In March, 2002, under the auspices of the United Nations, governments of the world met in Monterrey, Mexico, to look at an extensive and far-reaching set of issues entailed in financing for development. These included the role of domestic resource mobilization, private and foreign direct investment, aid and innovative sources of finance, external debt, trade and systemic Financing for Development issues in promoting sustainable development. Monterrey emerged out of a financial crisis in Asia and Latin America in the 1990s. But it was also guided by a perceived crisis in development: the need to examine the shortfall in resources required for countries to achieve the Millennium Development Goals (MDGs). It entailed an ongoing multi-stakeholder process involving a range of multilateral institutions, governments, civil society organizations (CSOs) and the private sector.
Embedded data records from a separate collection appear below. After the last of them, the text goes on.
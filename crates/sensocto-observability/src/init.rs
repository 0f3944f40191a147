// Copyright 2025 Neuraville Inc.
// SPDX-License-Identifier: Apache-2.0

//! Unified logging initialization for Sensocto
//!
//! Console output with an `EnvFilter` built from per-crate debug flags;
//! with the `file-logging` feature a timestamped run folder additionally
//! receives a rotating combined log file.

use anyhow::{Context, Result};
use std::path::{Path, PathBuf};
use tracing_subscriber::layer::SubscriberExt;
use tracing_subscriber::util::SubscriberInitExt;
use tracing_subscriber::{EnvFilter, Layer, Registry};

use crate::config::CrateDebugFlags;

/// Logging initialization result
///
/// Keep this alive for the lifetime of the process: dropping it flushes and
/// detaches any file appender workers.
pub struct LoggingGuard {
    #[cfg(feature = "file-logging")]
    _file_guards: Vec<tracing_appender::non_blocking::WorkerGuard>,
    log_dir: Option<PathBuf>,
}

impl LoggingGuard {
    /// The run's log directory, when file logging is enabled.
    pub fn log_dir(&self) -> Option<&Path> {
        self.log_dir.as_deref()
    }
}

/// Initialize logging with console output (and file output when the
/// `file-logging` feature is enabled).
///
/// # Arguments
/// * `debug_flags` - Per-crate debug flags for filtering
/// * `log_dir` - Base directory for file logs (default: `./logs`)
pub fn init_logging(
    debug_flags: &CrateDebugFlags,
    log_dir: Option<PathBuf>,
) -> Result<LoggingGuard> {
    let filter = debug_flags.to_filter_string();
    let env_filter = EnvFilter::try_new(&filter)
        .with_context(|| format!("Invalid log filter: {filter}"))?;

    let console_layer = tracing_subscriber::fmt::layer()
        .with_target(true)
        .with_filter(env_filter);

    #[cfg(feature = "file-logging")]
    {
        let base_log_dir = log_dir.unwrap_or_else(|| PathBuf::from("./logs"));
        let timestamp = chrono::Utc::now().format("%Y%m%d_%H%M%S");
        let run_folder = base_log_dir.join(format!("run_{}", timestamp));
        std::fs::create_dir_all(&run_folder)
            .with_context(|| format!("Failed to create log directory: {}", run_folder.display()))?;

        let file_appender = tracing_appender::rolling::daily(&run_folder, "sensocto.log");
        let (non_blocking, guard) = tracing_appender::non_blocking(file_appender);
        let file_layer = tracing_subscriber::fmt::layer()
            .with_writer(non_blocking)
            .with_target(true)
            .with_ansi(false)
            .boxed();

        Registry::default()
            .with(console_layer.boxed())
            .with(file_layer)
            .try_init()
            .context("Failed to initialize tracing subscriber")?;

        return Ok(LoggingGuard {
            _file_guards: vec![guard],
            log_dir: Some(run_folder),
        });
    }

    #[cfg(not(feature = "file-logging"))]
    {
        let _ = log_dir;
        Registry::default()
            .with(console_layer.boxed())
            .try_init()
            .context("Failed to initialize tracing subscriber")?;

        Ok(LoggingGuard { log_dir: None })
    }
}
In November 2008, in Doha, Qatar, the United Nations evaluated progress on the "Monterrey consensus", and at the time identified the need for a conference on the "World Financial and Economic Crisis and its Impact on Development".
We work to:
support the ongoing "financing for development" process and its review;
press for the implementation of innovative mechanisms for financing development, including the adoption of a tax on currency transactions;
promote measures to reduce tax evasion and illicit capital flight;
encourage the development of a new form of special drawing rights that can be used according to need for development purposes;
press for the development of a new global reserve system that encourages greater global financial stability than the current system as constituted.